### TASK:
Every line of the entries below from the one containing "pub struct Timed<S>" to the one containing "pub struct TimeSeedGenerator", both ends included, must be written out exactly. No other line belongs in the answer.

### MATERIAL PROVIDED:
//! Clock-based 32-bit seeds (Gen 4 time seeds and Gen 5 C-Gear seeds)
//!
//! Enumeration order: delay innermost, then second by second through the
//! date range. Seconds rejected by the filter are not visited.

use super::clock::{ClockPosition, ClockRange, ClockSpace};
use super::{SeedGenerator, shard_bounds};
use crate::domain::criteria::CriteriaError;
use crate::domain::seed::{CGearSeed, GameDate, GameTime, TimeFilter, TimeSeed};
use serde::{Deserialize, Serialize};

/// A seed with the clock reading and delay that produced it
#[derive(Clone, Copy, Debug, PartialEq, Eq, Hash, Serialize, Deserialize)]
pub struct Timed<S> {
    pub seed: S,
    pub date: GameDate,
    pub time: GameTime,
    pub delay: u32,
}

// =============================================================================
// TimeSeedGenerator
// =============================================================================

#[derive(Clone, Debug)]
pub struct TimeSeedGenerator {
    clock: ClockSpace,
    min_delay: u32,
    num_delays: u32,
    position: Option<ClockPosition>,
    delay_index: u32,
    next: u64,
    end: u64,
}

impl TimeSeedGenerator {
    pub fn new(range: &ClockRange, min_delay: u32, max_delay: u32) -> Result<Self, CriteriaError> {
        if min_delay > max_delay {
            return Err(CriteriaError::InvalidSeedRange(format!(
                "delay {} > {}",
                min_delay, max_delay
            )));
        }
        let clock = ClockSpace::new(range)?;
        let num_delays = max_delay - min_delay + 1;
        let end = clock.len() * num_delays as u64;
        Ok(Self::shard(clock, min_delay, num_delays, 0, end))
    }

    /// Every second of `year` that passes the hour / second filter
    pub fn for_year(
        year: u16,
        filter: TimeFilter,
        min_delay: u32,
        max_delay: u32,
    ) -> Result<Self, CriteriaError> {
        Self::new(&ClockRange::year(year, filter)?, min_delay, max_delay)
    }

    fn shard(clock: ClockSpace, min_delay: u32, num_delays: u32, next: u64, end: u64) -> Self {
        let position = clock.position(next / num_delays as u64);
        Self {
            clock,
            min_delay,
            num_delays,
            position,
            delay_index: (next % num_delays as u64) as u32,
            next,
            end,
        }
    }
}

impl SeedGenerator for TimeSeedGenerator {
    type Seed = Timed<TimeSeed>;

    fn num_seeds(&self) -> u64 {
        self.end.saturating_sub(self.next)
    }

    fn next_seed(&mut self) -> Option<Timed<TimeSeed>> {
        if self.next >= self.end {
            return None;
        }
        let pos = self.position?;
        let time = self.clock.time(&pos);
        let delay = self.min_delay + self.delay_index;
        let seed = Timed {
            seed: TimeSeed::new(pos.date, time, delay),
            date: pos.date,
            time,
            delay,
        };

        self.next += 1;
        self.delay_index += 1;
        if self.delay_index == self.num_delays {
            self.delay_index = 0;
            self.position = self.clock.step(pos).map(|(next, _)| next);
        }
        Some(seed)
    }

    fn split(self, n: usize) -> Vec<Self> {
        shard_bounds(self.next, self.end, n)
            .into_iter()
            .map(|(next, end)| Self::shard(self.clock.clone(), self.min_delay, self.num_delays, next, end))
            .collect()
    }
}

// =============================================================================
// CGearSeedGenerator
// =============================================================================

/// Same walk as [`TimeSeedGenerator`], with the MAC address folded in
#[derive(Clone, Debug)]
pub struct CGearSeedGenerator {
    inner: TimeSeedGenerator,
    mac_address: u64,
}

impl CGearSeedGenerator {
    pub fn new(
        range: &ClockRange,
        min_delay: u32,
        max_delay: u32,
        mac_address: u64,
    ) -> Result<Self, CriteriaError> {
        Ok(Self {
            inner: TimeSeedGenerator::new(range, min_delay, max_delay)?,
            mac_address,
        })
    }
}

impl SeedGenerator for CGearSeedGenerator {
    type Seed = Timed<CGearSeed>;

    fn num_seeds(&self) -> u64 {
        self.inner.num_seeds()
    }

    fn next_seed(&mut self) -> Option<Timed<CGearSeed>> {
        let timed = self.inner.next_seed()?;
        Some(Timed {
            seed: CGearSeed::new(timed.date, timed.time, timed.delay, self.mac_address),
            date: timed.date,
            time: timed.time,
            delay: timed.delay,
        })
    }

    fn split(self, n: usize) -> Vec<Self> {
        let mac_address = self.mac_address;
        self.inner
            .split(n)
            .into_iter()
            .map(|inner| Self { inner, mac_address })
            .collect()
    }
}

#[cfg(test)]
mod tests {
    use super::*;

    fn one_day(filter: TimeFilter) -> ClockRange {
        let day = GameDate::new(2010, 5, 15).unwrap();
        ClockRange::new(day, day, filter).unwrap()
    }

    fn drain<G: SeedGenerator>(mut generator: G) -> Vec<G::Seed> {
        std::iter::from_fn(|| generator.next_seed()).collect()
    }

    #[test]
    fn test_delay_is_innermost() {
        let filter = TimeFilter::all().hours(12..=12).minutes(0..=0).seconds(10..=11);
        let generator = TimeSeedGenerator::new(&one_day(filter), 600, 602).unwrap();
        assert_eq!(generator.num_seeds(), 6);

        let seeds = drain(generator);
        let order: Vec<(u8, u32)> = seeds.iter().map(|s| (s.time.second, s.delay)).collect();
        assert_eq!(order, vec![(10, 600), (10, 601), (10, 602), (11, 600), (11, 601), (11, 602)]);
        for timed in &seeds {
            assert_eq!(timed.seed, TimeSeed::new(timed.date, timed.time, timed.delay));
        }
    }

    #[test]
    fn test_split_is_partition() {
        let filter = TimeFilter::all().hours(3..=4).minutes(0..=1);
        let whole = TimeSeedGenerator::new(&one_day(filter), 500, 504).unwrap();
        let expected = drain(whole.clone());

        let mut joined = Vec::new();
        for shard in whole.split(7) {
            joined.extend(drain(shard));
        }
        assert_eq!(joined, expected);
    }

    #[test]
    fn test_year_generator_size() {
        let filter = TimeFilter::all().hours(0..=0).minutes(0..=0).seconds(0..=0);
        let generator = TimeSeedGenerator::for_year(2012, filter, 0, 9).unwrap();
        assert_eq!(generator.num_seeds(), 366 * 10);
    }

    #[test]
    fn test_cgear_adds_mac() {
        let filter = TimeFilter::all().hours(8..=8).minutes(30..=30).seconds(0..=0);
        let mac = 0x0009_BF6D_93CE;
        let generator = CGearSeedGenerator::new(&one_day(filter), 0x40, 0x41, mac).unwrap();
        let seeds = drain(generator);
        assert_eq!(seeds.len(), 2);
        for timed in seeds {
            assert_eq!(timed.seed, CGearSeed::new(timed.date, timed.time, timed.delay, mac));
        }
    }

    #[test]
    fn test_invalid_delay_range() {
        let err = TimeSeedGenerator::new(&one_day(TimeFilter::all()), 10, 9).unwrap_err();
        assert!(matches!(err, CriteriaError::InvalidSeedRange(_)));
    }
}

### OUTPUT OF THE EXERCISE:
pub struct Timed<S> {
    pub seed: S,
    pub date: GameDate,
    pub time: GameTime,
    pub delay: u32,
}

// =============================================================================
// TimeSeedGenerator
// =============================================================================

#[derive(Clone, Debug)]
pub struct TimeSeedGenerator {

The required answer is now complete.